From the plot above, the navy line represents the exponential smoothing of the statistic employing a smoothing factor of 0.3, while the orange line uses a smoothing factor of 0.05.
As you’ll see, the smaller the smoothing factor, the smoother the statistic is going to be. This is sensible, because the smoothing factor approaches 0; we approach the moving average model.
Double exponential smoothing
Double exponential smoothing is employed when there’s a trend within the statistic. therein case, we use this system, which is just a recursive use of exponential smoothing twice.
Here, beta is that the trend smoothing factor and it takes values between 0 and 1.
Below, you’ll see how different values of alpha and beta affect the form of the statistic .Tripe exponential smoothing
This method extends double exponential smoothing, by adding a seasonal smoothing factor. Of course, this is often useful if you notice seasonality in some time series.
Tripe exponential smoothing
This method extends double exponential smoothing, by adding a seasonal smoothing factor.

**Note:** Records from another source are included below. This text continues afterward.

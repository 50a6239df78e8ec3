//! # Raw Streams
//!
//! Byte-aligned, uncompressed implementation of the stream protocol. Used
//! when bandwidth does not matter, while debugging a schema, or as the
//! reference the Huffman streams are checked against.
//!
//! | Call          | Encoding                          |
//! |---------------|-----------------------------------|
//! | raw bits `n`  | `ceil(n / 8)` bytes, little-endian |
//! | raw bytes     | copied as-is                      |
//! | packed nibble | 1 byte                            |
//! | packed uint   | 4 bytes, little-endian            |
//! | deltas        | zig-zag, then packed uint         |
//!
//! Contexts are accepted and ignored.

use super::{fits, StreamReader, StreamWriter, MAX_RAW_BITS};

/// Byte-aligned writer over a caller-owned buffer.
pub struct RawWriter<'a> {
    buffer: &'a mut [u8],
    position: usize,
}

impl<'a> RawWriter<'a> {
    /// Creates a writer at the start of `buffer`.
    #[must_use]
    pub fn new(buffer: &'a mut [u8]) -> Self {
        Self { buffer, position: 0 }
    }

    /// Bytes written so far.
    #[inline]
    #[must_use]
    pub fn as_slice(&self) -> &[u8] {
        &self.buffer[..self.position]
    }

    /// Rewinds to the start of the buffer.
    #[inline]
    pub fn reset(&mut self) {
        self.position = 0;
    }

    #[inline]
    fn put(&mut self, bytes: &[u8]) {
        let end = self.position + bytes.len();
        assert!(
            end <= self.buffer.len(),
            "stream buffer overflow: capacity {} bytes",
            self.buffer.len()
        );
        self.buffer[self.position..end].copy_from_slice(bytes);
        self.position = end;
    }
}

impl StreamWriter for RawWriter<'_> {
    fn write_raw_bits(&mut self, value: u32, bits: u32) {
        assert!(bits <= MAX_RAW_BITS, "{bits} raw bits");
        debug_assert!(fits(value, bits), "value {value} does not fit in {bits} bits");
        let bytes = bits.div_ceil(8) as usize;
        self.put(&value.to_le_bytes()[..bytes]);
    }

    fn write_raw_bytes(&mut self, bytes: &[u8]) {
        self.put(bytes);
    }

    fn write_packed_nibble(&mut self, value: u8, _context: usize) {
        assert!(value < 16, "nibble {value}");
        self.put(&[value]);
    }

    fn write_packed_uint(&mut self, value: u32, _context: usize) {
        self.put(&value.to_le_bytes());
    }

    fn bit_position(&self) -> usize {
        self.position * 8
    }

    fn flush(&mut self) -> usize {
        tracing::trace!(bytes = self.position, "raw stream flushed");
        self.position
    }
}

/// Byte-aligned reader matching [`RawWriter`].
pub struct RawReader<'a> {
    buffer: &'a [u8],
    position: usize,
}

impl<'a> RawReader<'a> {
    /// Creates a reader at the start of `buffer`.
    #[must_use]
    pub const fn new(buffer: &'a [u8]) -> Self {
        Self { buffer, position: 0 }
    }

    /// Bytes left to read.
    #[inline]
    #[must_use]
    pub const fn remaining(&self) -> usize {
        self.buffer.len().saturating_sub(self.position)
    }

    #[inline]
    fn take(&mut self, count: usize) -> &'a [u8] {
        let end = self.position + count;
        assert!(
            end <= self.buffer.len(),
            "read past end of stream: {} of {} bytes",
            end,
            self.buffer.len()
        );
        let slice = &self.buffer[self.position..end];
        self.position = end;
        slice
    }
}

impl StreamReader for RawReader<'_> {
    fn read_raw_bits(&mut self, bits: u32) -> u32 {
        assert!(bits <= MAX_RAW_BITS, "{bits} raw bits");
        let mut le = [0u8; 4];
        let count = bits.div_ceil(8) as usize;
        le[..count].copy_from_slice(self.take(count));
        u32::from_le_bytes(le)
    }

    fn read_raw_bytes(&mut self, out: &mut [u8]) {
        out.copy_from_slice(self.take(out.len()));
    }

    fn read_packed_nibble(&mut self, _context: usize) -> u8 {
        self.take(1)[0]
    }

    fn read_packed_uint(&mut self, _context: usize) -> u32 {
        let bytes = self.take(4);
        u32::from_le_bytes([bytes[0], bytes[1], bytes[2], bytes[3]])
    }

    fn bit_position(&self) -> usize {
        self.position * 8
    }
}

Of course, this is useful if you notice seasonality in your time series.
Mathematically, triple exponential smoothing is expressed as:
Where gamma is that the seasonal smoothing factor and L is that the length of the season.
Seasonal autoregressive integraded moving average model (SARIMA)
SARIMA is really the mixture of simpler models to form a posh model which will model statistic exhibiting non-stationary properties and seasonality.
At first, we’ve the auto regression model AR(p). This is often basically a regression of the statistic onto itself. Here, we assume that the present value depends on its previous values with some lag. It takes a parameter p which represents the utmost lag. To seek out it, we glance at the partial autocorrelation plot and identify the lag after which most lags aren’t significant.
In the example below, p would be 4.
Then, we add the moving average model MA(q). This takes a parameter q which represents the most important lag after which other lags aren’t significant on the autocorrelation plot.
Below, q would be 4.
After, we add the order of integration I(d). The parameter d represents the amount of differences required to form the series stationary.
Finally, we add the ultimate component: seasonality S(P, D, Q, s), where s is just the season’s length. Furthermore, this component requires the parameters P and Q which are an equivalent as p and q, except for the seasonal component. Finally, D is that the order of seasonal integration representing the amount of differences required to get rid of seasonality from the series.
Combining all, we get the SARIMA(p, d, q)(P, D, Q, s) model.
The main takeaway from this is often that before modeling with SARIMA, we must apply transformations to our statistic to get rid of seasonality and any non-stationary behaviors.